Capital vs revenue: a SARS flowchart

A practical flowchart for the question that sets your rate: is your crypto gain capital (max ~18%) or revenue (up to 45%)? Intention, frequency, and why evidence beats assertion.

Last reviewed: · Reviewed by Johan Pretorius, Registered Tax Practitioner

The decision that sets your rate

In South Africa, whether a crypto gain is capital (Eighth Schedule, max effective ~18% for individuals) or revenue (income tax at 18%–45%) is the single biggest driver of your bill. There is no fixed holding period — SARS decides on your intention and the objective facts.

A practical flowchart

Work through these questions for each holding:

  • Did you acquire it intending to hold for long-term growth? If clearly yes, that points to capital.
  • Did you acquire it intending to resell at a profit, or as part of a profit-making scheme? If yes, that points to revenue.
  • How frequently do you trade? High frequency and short holding periods point to revenue.
  • Is it organised like a business? Bots, leverage, dedicated capital and systematic dealing point to revenue.
  • Is crypto a main or substantial income source? That points to revenue.
  • Do you buy-and-hold a small set of assets, reinvesting rather than realising? That points to capital.

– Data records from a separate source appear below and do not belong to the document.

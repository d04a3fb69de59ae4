use ratatui::style::Color;

pub struct Theme {
    pub fg: Color,
    pub primary: Color,   // Blue
    pub secondary: Color, // Orange
    pub comment: Color,   // Grey
    pub success: Color,   // Green
    pub error: Color,     // Red
    pub number: Color,
    pub border_focused: Color,
    pub border_normal: Color,
    pub current_line_bg: Color,
    pub mnemonic: Color,
    pub address: Color,  // Cyan for addresses
    pub changed: Color,  // Cells written by the last cycle
    pub extended: Color, // Words beyond the program image
}

pub const DEFAULT_THEME: Theme = Theme {
    fg: Color::Rgb(205, 214, 244),
    primary: Color::Rgb(137, 180, 250),   // Blue
    secondary: Color::Rgb(250, 179, 135), // Orange
    comment: Color::Rgb(108, 112, 134),
    success: Color::Rgb(166, 227, 161),
    error: Color::Rgb(243, 139, 168),
    number: Color::Rgb(250, 179, 135),         // Orange for numbers
    border_focused: Color::Rgb(249, 226, 175), // Yellow border for focus
    border_normal: Color::Rgb(108, 112, 134),  // Grey border for normal
    current_line_bg: Color::Rgb(50, 50, 70),   // Slightly lighter BG for current line
    mnemonic: Color::Rgb(249, 226, 175),       // Yellow
    address: Color::Rgb(148, 226, 213),        // Cyan/teal
    changed: Color::Rgb(245, 194, 231),        // Pink
    extended: Color::Rgb(180, 165, 120),       // Muted yellow
};
// Snapshot management for reverse execution

use crate::interpreter::decoder::Instruction;
use crate::interpreter::engine::{Computer, RunState};
use crate::interpreter::errors::HistoryError;
use crate::memory::{Address, Memory, Word};

/// Everything the machine has output so far, tagged with the producing cycle
///
/// The machine's own output queue is drained by the host; this log keeps the
/// full transcript so earlier snapshots can show what had been printed.
#[derive(Debug, Clone, Default)]
pub struct OutputLog {
    pub lines: Vec<OutputLine>,
}

impl OutputLog {
    pub fn new() -> Self {
        OutputLog { lines: Vec::new() }
    }

    pub fn record(&mut self, value: Word, cycle: u64) {
        self.lines.push(OutputLine { value, cycle });
    }

    /// Output values in the order they were produced
    pub fn values(&self) -> Vec<Word> {
        self.lines.iter().map(|line| line.value).collect()
    }

    pub fn len(&self) -> usize {
        self.lines.len()
    }

    pub fn is_empty(&self) -> bool {
        self.lines.is_empty()
    }
}

/// One output value with the cycle that produced it
#[derive(Debug, Clone, Copy, PartialEq, Eq)]
pub struct OutputLine {
    pub value: Word,
    pub cycle: u64,
}

/// Snapshot of machine state after a cycle
#[derive(Debug, Clone)]
pub struct Snapshot {
    pub memory: Memory,
    pub pc: Address,
    pub relative_base: Word,
    pub state: RunState,
    pub pending_input: Vec<Word>,
    pub output: OutputLog,
    /// Instruction executed to reach this state (`None` for the initial snapshot)
    pub instruction: Option<Instruction>,
    /// Cycles executed since reset
    pub cycle: u64,
}

impl Snapshot {
    /// Capture the observable state of `computer`
    pub fn capture(
        computer: &Computer,
        output: &OutputLog,
        instruction: Option<Instruction>,
        cycle: u64,
    ) -> Self {
        Snapshot {
            memory: computer.memory().clone(),
            pc: computer.pc(),
            relative_base: computer.relative_base(),
            state: computer.state(),
            pending_input: computer.pending_input().collect(),
            output: output.clone(),
            instruction,
            cycle,
        }
    }

    /// Estimate the memory usage of this snapshot in bytes
    pub fn estimated_size(&self) -> usize {
        let word = std::mem::size_of::<Word>();
        self.memory.estimated_size()
            + self.pending_input.len() * word
            + self.output.len() * std::mem::size_of::<OutputLine>()
            + std::mem::size_of::<Self>()
    }
}

/// Manages execution history for reverse execution
#[derive(Debug)]
pub struct SnapshotManager {
    snapshots: Vec<Snapshot>,
    max_memory: usize,
    current_memory: usize,
}

impl SnapshotManager {
    pub fn new(max_memory: usize) -> Self {
        SnapshotManager {
            snapshots: Vec::new(),
            max_memory,
            current_memory: 0,
        }
    }

    /// Add a snapshot to history
    pub fn push(&mut self, snapshot: Snapshot) -> Result<(), HistoryError> {
        let snapshot_size = snapshot.estimated_size();

        if self.current_memory + snapshot_size > self.max_memory {
            return Err(HistoryError::SnapshotLimitExceeded {
                current: self.current_memory + snapshot_size,
                limit: self.max_memory,
            });
        }

        self.current_memory += snapshot_size;
        self.snapshots.push(snapshot);
        Ok(())
    }

    /// Get a snapshot by index
    pub fn get(&self, index: usize) -> Option<&Snapshot> {
        self.snapshots.get(index)
    }

    pub fn as_slice(&self) -> &[Snapshot] {
        &self.snapshots
    }

    /// Get the number of snapshots
    pub fn len(&self) -> usize {
        self.snapshots.len()
    }

    pub fn is_empty(&self) -> bool {
        self.snapshots.is_empty()
    }

    /// Get current memory usage
    pub fn memory_usage(&self) -> usize {
        self.current_memory
    }

    pub fn memory_limit(&self) -> usize {
        self.max_memory
    }
}

#[cfg(test)]
mod tests {
    use super::*;

    fn snapshot_of(program: Vec<Word>) -> Snapshot {
        let computer = Computer::new(program);
        Snapshot::capture(&computer, &OutputLog::new(), None, 0)
    }

    #[test]
    fn test_capture() {
        let mut computer = Computer::new(vec![3, 0, 99]);
        computer.push_input(5);
        let snapshot = Snapshot::capture(&computer, &OutputLog::new(), None, 0);
        assert_eq!(snapshot.pc, 0);
        assert_eq!(snapshot.state, RunState::Running);
        assert_eq!(snapshot.pending_input, vec![5]);
        assert_eq!(snapshot.memory.dense(), &[3, 0, 99]);
    }

    #[test]
    fn test_manager_tracks_memory() {
        let mut manager = SnapshotManager::new(1024 * 1024);
        let snapshot = snapshot_of(vec![99]);
        let size = snapshot.estimated_size();
        manager.push(snapshot.clone()).unwrap();
        manager.push(snapshot).unwrap();
        assert_eq!(manager.len(), 2);
        assert_eq!(manager.memory_usage(), size * 2);
    }

    #[test]
    fn test_manager_limit() {
        let snapshot = snapshot_of(vec![1, 0, 0, 0, 99]);
        let mut manager = SnapshotManager::new(snapshot.estimated_size());
        manager.push(snapshot.clone()).unwrap();
        assert!(matches!(
            manager.push(snapshot),
            Err(HistoryError::SnapshotLimitExceeded { .. })
        ));
        assert_eq!(manager.len(), 1);
    }

    #[test]
    fn test_output_log() {
        let mut log = OutputLog::new();
        log.record(7, 3);
        log.record(-1, 9);
        assert_eq!(log.values(), vec![7, -1]);
        assert_eq!(log.lines[1].cycle, 9);
    }
}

No single factor is decisive — SARS weighs the whole picture.

Intention can change

An asset held as an investment can be brought into trading stock (and vice versa). A change of intention itself has tax consequences, so document when and why your intention changed.

Why evidence beats assertion

You cannot simply *declare* a gain capital. Keep contemporaneous records — notes at acquisition, your trading patterns, holding periods — because a justification written years later carries little weight in an audit.

Not tax advice

The capital-vs-revenue line is fact-specific — confirm with a registered tax practitioner.

Frequently asked questions

Is there a holding period that makes crypto capital in South Africa?
No. Unlike Australia, South Africa has no fixed holding period. SARS decides capital vs revenue on intention and objective facts such as frequency, organisation and the nature of your activity.
How do I prove a gain is capital?
With contemporaneous evidence of long-term investment intention — notes at acquisition, buy-and-hold patterns and long holding periods. A justification written years later carries little weight.
Can my treatment change over time?
Yes. An asset held as an investment can become trading stock (and vice versa). A change of intention has its own tax consequences, so document when and why it changed.